Research hasn’t been adequate to make decisions about whether IC is a whole-body or bladder disease and what bladder characteristics really mean, said Dr. Payne. One small study, for example, isn’t enough to dismiss glomerulations (pinpoint bleeding) in the bladder as meaningful. Many patients do have a clear bladder disorder, and it’s not clear what that should be called in the new proposal.

The impact on patients and the system of care could be huge. “We have to deal, in this country, with the finances,” said Dr. Payne. A name change could spell difficulty with the insurance codes doctors need to get paid and for patients to get covered “I’m sure all of you have struggled with getting bladder instillations and expensive drugs covered,” he said. Plus, there will no longer be a clear path to disability for patients who need it without the term IC.

Panelist Deborah Erickson, MD, also a member of the ICA’s Medical Advisory Board, echoed similar concerns. Although she said that calling the condition a syndrome helps doctors and patients recognize that there may be more than one pain generator, inevitably the bladder needs to be treated. Nevertheless, she pointed out reasons to use “interstitial cystitis.” First, she said, it’s a good term for patients to use because it sounds medical and generates sympathy. “I’m not sure if you’d get the same sympathy with, ‘I’m having a bad day from my bladder pain syndrome,’” she said. Like Dr. Payne, she pointed the potential problems with insurance coverage and disability determinations, which she noted is a long and difficult process and that taking away a term that the Social Security Administration now recognizes might make it difficult for patients who can’t work to get what they need.

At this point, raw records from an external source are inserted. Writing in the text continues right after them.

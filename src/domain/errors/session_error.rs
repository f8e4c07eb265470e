//! Session error types.

use thiserror::Error;

/// Session lookup error variants.
#[derive(Debug, Error)]
#[allow(missing_docs)]
pub enum SessionError {
    #[error("no signed-in user")]
    Missing,

    #[error("stored user is malformed: {reason}")]
    Malformed { reason: String },

    #[error("client storage error: {message}")]
    Storage { message: String },
}

impl SessionError {
    /// Creates malformed error.
    #[must_use]
    pub fn malformed(reason: impl Into<String>) -> Self {
        Self::Malformed {
            reason: reason.into(),
        }
    }

    /// Creates storage error.
    #[must_use]
    pub fn storage(message: impl Into<String>) -> Self {
        Self::Storage {
            message: message.into(),
        }
    }
}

Afternoon Sessions Highlighted More Hopeful Treatment Options

The scientific sessions that followed brought news of effective treatment, new potential treatment approaches, and a potential new marker of IC.

Dr. Payne presented the final results of the controlled, randomized trial of pelvic floor-directed physical therapy in women with IC, which showed very positive results. The difference between that and general massage were clear, with many more women who got pelvic floor-directed physical therapy feeling either moderately or markedly better. Although the study had its limitations, it is only the second time that a randomized, controlled trial has shown definite positive results for an IC treatment, so more doctors should be referring patients to physical therapists experienced in these techniques and insurers giving better coverage for it.

Other treatments being researched include injection of a steroid drug into Hunner’s lesions, which looked helpful, although other urologists who have tried it haven’t seen as positive results. In a mouse model of chronic prostatitis/chronic pelvic pain syndrome (CP/CPPS) that showed the mice had activated mast cells, a combination of two different types of antihistamines and a mast cell stabilizer reduced pain. Mast cell activation is thought to play a role in IC, and this may mean that combination therapy, rather than just one antihistamine, might help patients with IC or CP/CPPS. The first trial on the instillation of liposomes (tiny fat bubbles) into the bladder to coat and protect the lining, was also presented here, showing good results. Not only did patients feel better, but also the insides of their bladders looked much healthier and less inflamed.

New Diagnostic Tests Could Be on the Horizon

Some basic gene therapy research suggested that measuring certain cytokines in urine could gauge the degree of inflammation in the bladder. Another study showed that endothelin 1, a protein that causes blood vessels to constrict, showed up in significantly higher levels in IC patients’ urine and may play a role in the destruction of their bladder lining.